Biculturalism embodies the degree to which individuals adapt to living within two cultural systems and develop the ability to live effectively across those two cultures. It represents, therefore, a normative developmental task among members of immigrant and ethnic-racial minority groups, and has important implications for psychosocial adjustment. Despite a strong theoretical focus on contextual influences in biculturalism scholarship, the ways in which proximal contexts shape its development are understudied. In my dissertation, I examine the mechanisms via which the family context might influence the development of bicultural competence among a socio-economically diverse sample of 749 U.S. Mexican-origin youths (30% Mexico-born) followed for 7 years (Mage = 10.44 to 17.38 years; Wave 1 to 4).

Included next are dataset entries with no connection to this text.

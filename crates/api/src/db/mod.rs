//! Database operations for the catalog `PostgreSQL` database.
//!
//! # Schema: `catalog`
//!
//! ## Tables
//!
//! - `account` - Login identity; owns every other row
//! - `auth_token` - SHA-256 digests of issued bearer tokens
//! - `brand`, `store` - Named, account-owned lookup entities
//! - `product_group` - Top-level grouping (seeded at account creation)
//! - `category` - Sub-grouping, unique per (name, group)
//! - `product` - Catalog items
//! - `product_store` - Product/store many-to-many links
//!
//! Every repository method takes the owning [`AccountId`] explicitly; there is
//! no query in this module that can read or write another account's rows.
//! Foreign keys have no `ON DELETE` behavior, so each `delete` removes or
//! detaches dependent rows itself inside one transaction.
//!
//! # Migrations
//!
//! Migrations are stored in `crates/api/migrations/` and run via:
//! ```bash
//! cargo run -p cosmetics-cli -- migrate
//! ```
//!
//! [`AccountId`]: cosmetics_core::AccountId

pub mod accounts;
pub mod brands;
pub mod categories;
pub mod groups;
pub mod products;
pub mod stores;
pub mod tokens;

use std::time::Duration;

use secrecy::ExposeSecret;
use sqlx::PgPool;
use sqlx::migrate::Migrator;
use sqlx::postgres::PgPoolOptions;
use thiserror::Error;

pub use accounts::{AccountCreatedHook, AccountRepository};
pub use brands::BrandRepository;
pub use categories::CategoryRepository;
pub use groups::GroupRepository;
pub use products::{CategoryFallback, ProductRepository};
pub use stores::StoreRepository;
pub use tokens::TokenRepository;

/// Embedded SQL migrations for the catalog schema.
pub static MIGRATOR: Migrator = sqlx::migrate!("./migrations");

/// Errors that can occur during repository operations.
#[derive(Debug, Error)]
pub enum RepositoryError {
    /// Database error from sqlx.
    #[error("database error: {0}")]
    Database(#[from] sqlx::Error),

    /// Data in the database is corrupted or invalid.
    #[error("data corruption: {0}")]
    DataCorruption(String),

    /// Requested entity was not found.
    #[error("not found")]
    NotFound,

    /// Constraint violation (e.g., unique email).
    #[error("constraint violation: {0}")]
    Conflict(String),

    /// A field of the input names something that cannot be used.
    #[error("invalid {field}: {message}")]
    Invalid {
        /// Payload field the problem belongs to.
        field: &'static str,
        /// Human-readable description.
        message: String,
    },
}

impl RepositoryError {
    pub(crate) fn invalid(field: &'static str, message: impl Into<String>) -> Self {
        Self::Invalid {
            field,
            message: message.into(),
        }
    }
}

/// Map a unique-constraint violation on `constraint` to `on_violation`,
/// leaving every other error as a database error.
pub(crate) fn map_unique_violation(
    err: sqlx::Error,
    constraint: &str,
    on_violation: impl FnOnce() -> RepositoryError,
) -> RepositoryError {
    if let sqlx::Error::Database(ref db_err) = err
        && db_err.is_unique_violation()
        && db_err.constraint() == Some(constraint)
    {
        return on_violation();
    }
    RepositoryError::Database(err)
}

/// Create a `PostgreSQL` connection pool with sensible defaults.
///
/// # Arguments
///
/// * `database_url` - `PostgreSQL` connection string (wrapped in `SecretString`)
///
/// # Errors
///
/// Returns `sqlx::Error` if the connection cannot be established.
pub async fn create_pool(database_url: &secrecy::SecretString) -> Result<PgPool, sqlx::Error> {
    PgPoolOptions::new()
        .max_connections(10)
        .min_connections(2)
        .acquire_timeout(Duration::from_secs(10))
        .connect(database_url.expose_secret())
        .await
}

/// Pagination window applied to a list query.
#[derive(Debug, Clone, Copy, PartialEq, Eq)]
pub struct Window {
    /// Maximum number of rows to return.
    pub limit: i64,
    /// Number of rows to skip.
    pub offset: i64,
}
//! Category repository for database operations.
//!
//! Every category lives under one group, and every public method here takes
//! both the owner and the group so a category is only reachable through the
//! path it belongs to.

use sqlx::{PgConnection, PgPool};

use cosmetics_core::{AccountId, CategoryId, GroupId};

use super::{RepositoryError, Window, map_unique_violation};
use crate::models::Category;

const UNIQUE_NAME_CONSTRAINT: &str = "uq_category_name_per_group";

#[derive(Debug, sqlx::FromRow)]
pub(super) struct CategoryRow {
    pub(super) id: i32,
    pub(super) name: String,
    pub(super) group_id: i32,
}

impl From<CategoryRow> for Category {
    fn from(row: CategoryRow) -> Self {
        Self {
            id: CategoryId::new(row.id),
            name: row.name,
            group: GroupId::new(row.group_id),
        }
    }
}

fn duplicate_name() -> RepositoryError {
    RepositoryError::invalid("name", "A category with this name already exists in this group.")
}

/// Repository for category database operations.
pub struct CategoryRepository<'a> {
    pool: &'a PgPool,
}

impl<'a> CategoryRepository<'a> {
    /// Create a new category repository.
    #[must_use]
    pub const fn new(pool: &'a PgPool) -> Self {
        Self { pool }
    }

    /// Count the categories of one group.
    ///
    /// # Errors
    ///
    /// Returns `RepositoryError::Database` if the query fails.
    pub async fn count(&self, owner: AccountId, group: GroupId) -> Result<i64, RepositoryError> {
        let count = sqlx::query_scalar::<_, i64>(
            "SELECT COUNT(*) FROM catalog.category WHERE account_id = $1 AND group_id = $2",
        )
        .bind(owner)
        .bind(group)
        .fetch_one(self.pool)
        .await?;

        Ok(count)
    }

    /// List one page of a group's categories.
    ///
    /// # Errors
    ///
    /// Returns `RepositoryError::Database` if the query fails.
    pub async fn list(
        &self,
        owner: AccountId,
        group: GroupId,
        window: Window,
    ) -> Result<Vec<Category>, RepositoryError> {
        let rows = sqlx::query_as::<_, CategoryRow>(
            r"
            SELECT id, name, group_id FROM catalog.category
            WHERE account_id = $1 AND group_id = $2
            ORDER BY name DESC, id ASC
            LIMIT $3 OFFSET $4
            ",
        )
        .bind(owner)
        .bind(group)
        .bind(window.limit)
        .bind(window.offset)
        .fetch_all(self.pool)
        .await?;

        Ok(rows.into_iter().map(Into::into).collect())
    }

    /// Get a category of a group by ID.
    ///
    /// # Errors
    ///
    /// Returns `RepositoryError::Database` if the query fails.
    pub async fn get(
        &self,
        owner: AccountId,
        group: GroupId,
        id: CategoryId,
    ) -> Result<Option<Category>, RepositoryError> {
        let row = sqlx::query_as::<_, CategoryRow>(
            r"
            SELECT id, name, group_id FROM catalog.category
            WHERE id = $1 AND account_id = $2 AND group_id = $3
            ",
        )
        .bind(id)
        .bind(owner)
        .bind(group)
        .fetch_optional(self.pool)
        .await?;

        Ok(row.map(Into::into))
    }

    /// Create a category under a group.
    ///
    /// The caller must already have checked that `owner` owns `group`.
    ///
    /// # Errors
    ///
    /// Returns `RepositoryError::Invalid` on `name` if the group already has a
    /// category with that name.
    pub async fn create(
        &self,
        owner: AccountId,
        group: GroupId,
        name: &str,
    ) -> Result<Category, RepositoryError> {
        let row = sqlx::query_as::<_, CategoryRow>(
            r"
            INSERT INTO catalog.category (account_id, group_id, name)
            VALUES ($1, $2, $3)
            RETURNING id, name, group_id
            ",
        )
        .bind(owner)
        .bind(group)
        .bind(name)
        .fetch_one(self.pool)
        .await
        .map_err(|e| map_unique_violation(e, UNIQUE_NAME_CONSTRAINT, duplicate_name))?;

        Ok(row.into())
    }

    /// Rename a category.
    ///
    /// # Errors
    ///
    /// Returns `RepositoryError::NotFound` if the category is not in `group` or
    /// not owned by `owner`.
    /// Returns `RepositoryError::Invalid` on `name` if the new name is taken.
    pub async fn update(
        &self,
        owner: AccountId,
        group: GroupId,
        id: CategoryId,
        name: &str,
    ) -> Result<Category, RepositoryError> {
        let row = sqlx::query_as::<_, CategoryRow>(
            r"
            UPDATE catalog.category SET name = $4
            WHERE id = $1 AND account_id = $2 AND group_id = $3
            RETURNING id, name, group_id
            ",
        )
        .bind(id)
        .bind(owner)
        .bind(group)
        .bind(name)
        .fetch_optional(self.pool)
        .await
        .map_err(|e| map_unique_violation(e, UNIQUE_NAME_CONSTRAINT, duplicate_name))?;

        row.map(Into::into).ok_or(RepositoryError::NotFound)
    }

    /// Delete a category, clearing it from the products that reference it.
    ///
    /// # Errors
    ///
    /// Returns `RepositoryError::Database` if a statement fails.
    pub async fn delete(
        &self,
        owner: AccountId,
        group: GroupId,
        id: CategoryId,
    ) -> Result<bool, RepositoryError> {
        let mut tx = self.pool.begin().await?;

        sqlx::query(
            r"
            UPDATE catalog.product p SET category_id = NULL, updated_at = NOW()
            FROM catalog.category c
            WHERE p.category_id = c.id
              AND c.id = $1 AND c.account_id = $2 AND c.group_id = $3
            ",
        )
        .bind(id)
        .bind(owner)
        .bind(group)
        .execute(&mut *tx)
        .await?;

        let result = sqlx::query(
            "DELETE FROM catalog.category WHERE id = $1 AND account_id = $2 AND group_id = $3",
        )
        .bind(id)
        .bind(owner)
        .bind(group)
        .execute(&mut *tx)
        .await?;

        tx.commit().await?;

        Ok(result.rows_affected() > 0)
    }

    // =========================================================================
    // Transaction-scoped helpers
    // =========================================================================

    /// Insert a category on an existing connection.
    ///
    /// # Errors
    ///
    /// Returns `RepositoryError::Invalid` on `name` if the group already has a
    /// category with that name.
    pub async fn insert(
        conn: &mut PgConnection,
        owner: AccountId,
        group: GroupId,
        name: &str,
    ) -> Result<CategoryId, RepositoryError> {
        let id = sqlx::query_scalar::<_, i32>(
            r"
            INSERT INTO catalog.category (account_id, group_id, name)
            VALUES ($1, $2, $3)
            RETURNING id
            ",
        )
        .bind(owner)
        .bind(group)
        .bind(name)
        .fetch_one(conn)
        .await
        .map_err(|e| map_unique_violation(e, UNIQUE_NAME_CONSTRAINT, duplicate_name))?;

        Ok(CategoryId::new(id))
    }

    /// Find the category named `name` in `group`, creating it if missing.
    ///
    /// # Errors
    ///
    /// Returns `RepositoryError::Database` if a statement fails.
    /// Returns `RepositoryError::Conflict` if a category with that name exists
    /// in the group under a different owner.
    pub async fn get_or_create(
        conn: &mut PgConnection,
        owner: AccountId,
        group: GroupId,
        name: &str,
    ) -> Result<CategoryId, RepositoryError> {
        sqlx::query(
            r"
            INSERT INTO catalog.category (account_id, group_id, name)
            VALUES ($1, $2, $3)
            ON CONFLICT ON CONSTRAINT uq_category_name_per_group DO NOTHING
            ",
        )
        .bind(owner)
        .bind(group)
        .bind(name)
        .execute(&mut *conn)
        .await?;

        let id = sqlx::query_scalar::<_, i32>(
            r"
            SELECT id FROM catalog.category
            WHERE account_id = $1 AND group_id = $2 AND name = $3
            ",
        )
        .bind(owner)
        .bind(group)
        .bind(name)
        .fetch_optional(&mut *conn)
        .await?;

        id.map(CategoryId::new).ok_or_else(|| {
            RepositoryError::Conflict(format!(
                "category {name:?} of group {group} is not owned by {owner}"
            ))
        })
    }

    /// Look up the group of a category owned by `owner`.
    ///
    /// # Errors
    ///
    /// Returns `RepositoryError::Database` if the query fails.
    pub async fn group_of(
        conn: &mut PgConnection,
        owner: AccountId,
        id: CategoryId,
    ) -> Result<Option<GroupId>, RepositoryError> {
        let group = sqlx::query_scalar::<_, i32>(
            "SELECT group_id FROM catalog.category WHERE id = $1 AND account_id = $2",
        )
        .bind(id)
        .bind(owner)
        .fetch_optional(conn)
        .await?;

        Ok(group.map(GroupId::new))
    }
}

In study 1, I investigated how parents’ endorsements of values associated with both mainstream and heritage cultures relate to adolescents’ bicultural competence. Longitudinal growth model analyses revealed that parents’ endorsements of mainstream and heritage values simultaneously work to influence adolescents’ bicultural competence. By examining the effect of multiple and often competing familial contextual influences on adolescent bicultural competence development, this work provides insights on intergenerational cultural transmission and advances scholarship on the culturally bounded nature of human development.

In study 2, I offer a substantial extension to decades of family stress model research focused on how family environmental stressors may compromise parenting behaviors and youth development by testing a culturally informed family stress model. My model (a) incorporates family cultural and ecological stressors, (b) focuses on culturally salient parenting practices aimed to teach youth about the heritage culture (i.e., ethnic socialization), and (c) examines bicultural competence as a developmental outcome. Findings suggest that parents’ high exposure to ecological stressors do not compromise parental ethnic socialization or adolescent bicultural competence development. On the other hand, mothers’ exposures to enculturative stressors can disrupt maternal ethnic socialization, and in turn, undermine adolescents’ bicultural competence. By examining the influence of multiple family environmental stressors on culturally salient parenting practices, and their implications for adolescent bicultural competence development, this work provides insights on ethnic-racial minority and immigrant families’ adapting cultures and advances scholarship on the family stress model.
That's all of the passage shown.